== Segment start ==

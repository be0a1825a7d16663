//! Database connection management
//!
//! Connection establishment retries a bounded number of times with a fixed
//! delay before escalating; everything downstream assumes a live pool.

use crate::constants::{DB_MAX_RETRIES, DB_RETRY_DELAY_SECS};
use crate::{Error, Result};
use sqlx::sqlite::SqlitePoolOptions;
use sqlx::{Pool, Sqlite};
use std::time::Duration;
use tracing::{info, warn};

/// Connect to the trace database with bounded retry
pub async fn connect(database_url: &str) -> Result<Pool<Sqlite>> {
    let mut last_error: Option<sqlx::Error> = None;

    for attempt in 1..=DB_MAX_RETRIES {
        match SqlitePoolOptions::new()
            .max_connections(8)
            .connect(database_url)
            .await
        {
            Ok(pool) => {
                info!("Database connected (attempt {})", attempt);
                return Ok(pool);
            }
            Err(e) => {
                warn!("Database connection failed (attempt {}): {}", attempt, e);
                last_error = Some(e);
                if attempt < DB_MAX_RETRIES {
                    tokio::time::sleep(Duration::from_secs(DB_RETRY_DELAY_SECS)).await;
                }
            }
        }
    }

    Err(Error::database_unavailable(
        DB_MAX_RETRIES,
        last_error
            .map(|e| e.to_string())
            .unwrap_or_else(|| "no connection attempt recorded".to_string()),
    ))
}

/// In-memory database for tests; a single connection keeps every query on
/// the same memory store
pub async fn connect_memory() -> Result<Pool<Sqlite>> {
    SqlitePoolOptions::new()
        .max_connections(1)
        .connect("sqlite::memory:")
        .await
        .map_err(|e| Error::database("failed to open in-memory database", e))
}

== Segment end ==
== Segment start ==

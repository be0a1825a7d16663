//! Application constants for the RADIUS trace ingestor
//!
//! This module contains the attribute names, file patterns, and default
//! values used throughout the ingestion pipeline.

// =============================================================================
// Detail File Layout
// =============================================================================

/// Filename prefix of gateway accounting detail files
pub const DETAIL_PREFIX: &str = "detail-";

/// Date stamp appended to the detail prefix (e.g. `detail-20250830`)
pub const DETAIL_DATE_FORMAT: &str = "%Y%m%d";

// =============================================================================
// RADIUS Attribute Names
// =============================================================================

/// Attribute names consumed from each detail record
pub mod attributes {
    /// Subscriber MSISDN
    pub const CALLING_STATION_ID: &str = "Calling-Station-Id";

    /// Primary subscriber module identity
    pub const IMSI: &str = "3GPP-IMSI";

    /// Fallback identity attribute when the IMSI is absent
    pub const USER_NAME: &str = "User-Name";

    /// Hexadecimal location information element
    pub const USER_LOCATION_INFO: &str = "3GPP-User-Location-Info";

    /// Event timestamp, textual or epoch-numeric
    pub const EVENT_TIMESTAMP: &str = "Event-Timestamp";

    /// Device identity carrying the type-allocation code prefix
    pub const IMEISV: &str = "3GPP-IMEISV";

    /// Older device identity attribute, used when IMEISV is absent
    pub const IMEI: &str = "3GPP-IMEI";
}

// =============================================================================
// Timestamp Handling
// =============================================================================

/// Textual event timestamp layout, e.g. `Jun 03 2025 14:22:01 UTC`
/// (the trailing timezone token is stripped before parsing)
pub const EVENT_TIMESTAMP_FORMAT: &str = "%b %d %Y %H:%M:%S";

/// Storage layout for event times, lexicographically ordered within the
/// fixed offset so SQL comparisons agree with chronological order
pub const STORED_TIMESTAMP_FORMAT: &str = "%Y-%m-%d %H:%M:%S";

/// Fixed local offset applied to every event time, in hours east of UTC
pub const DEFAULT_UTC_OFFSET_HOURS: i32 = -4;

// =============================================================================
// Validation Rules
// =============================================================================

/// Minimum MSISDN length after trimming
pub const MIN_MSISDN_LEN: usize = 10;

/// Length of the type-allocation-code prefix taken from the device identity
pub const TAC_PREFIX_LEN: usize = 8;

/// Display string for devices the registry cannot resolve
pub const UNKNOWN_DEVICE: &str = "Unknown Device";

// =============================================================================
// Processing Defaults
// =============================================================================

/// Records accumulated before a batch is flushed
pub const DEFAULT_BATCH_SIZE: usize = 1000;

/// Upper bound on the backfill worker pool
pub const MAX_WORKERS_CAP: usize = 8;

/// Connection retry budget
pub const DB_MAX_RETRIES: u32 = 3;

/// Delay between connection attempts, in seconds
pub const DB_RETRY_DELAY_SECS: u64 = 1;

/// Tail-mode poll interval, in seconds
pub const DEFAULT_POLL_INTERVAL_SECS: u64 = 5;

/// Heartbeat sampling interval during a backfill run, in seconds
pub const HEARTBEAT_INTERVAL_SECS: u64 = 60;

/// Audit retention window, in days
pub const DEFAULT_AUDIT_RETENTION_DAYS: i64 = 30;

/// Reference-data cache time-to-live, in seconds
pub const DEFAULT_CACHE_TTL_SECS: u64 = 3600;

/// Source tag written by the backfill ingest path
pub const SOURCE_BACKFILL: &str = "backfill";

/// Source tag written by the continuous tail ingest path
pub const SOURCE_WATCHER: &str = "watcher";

== Segment end ==

_Required action:_ Restate word for word the entries above, starting at the line with "pub const STORED_TIMESTAMP_FORMAT: &str" and ending at the line with "pub const TAC_PREFIX_LEN: usize = 8;", inclusive, and no others.

_Task answer:_
pub const STORED_TIMESTAMP_FORMAT: &str = "%Y-%m-%d %H:%M:%S";

/// Fixed local offset applied to every event time, in hours east of UTC
pub const DEFAULT_UTC_OFFSET_HOURS: i32 = -4;

// =============================================================================
// Validation Rules
// =============================================================================

/// Minimum MSISDN length after trimming
pub const MIN_MSISDN_LEN: usize = 10;

/// Length of the type-allocation-code prefix taken from the device identity
pub const TAC_PREFIX_LEN: usize = 8;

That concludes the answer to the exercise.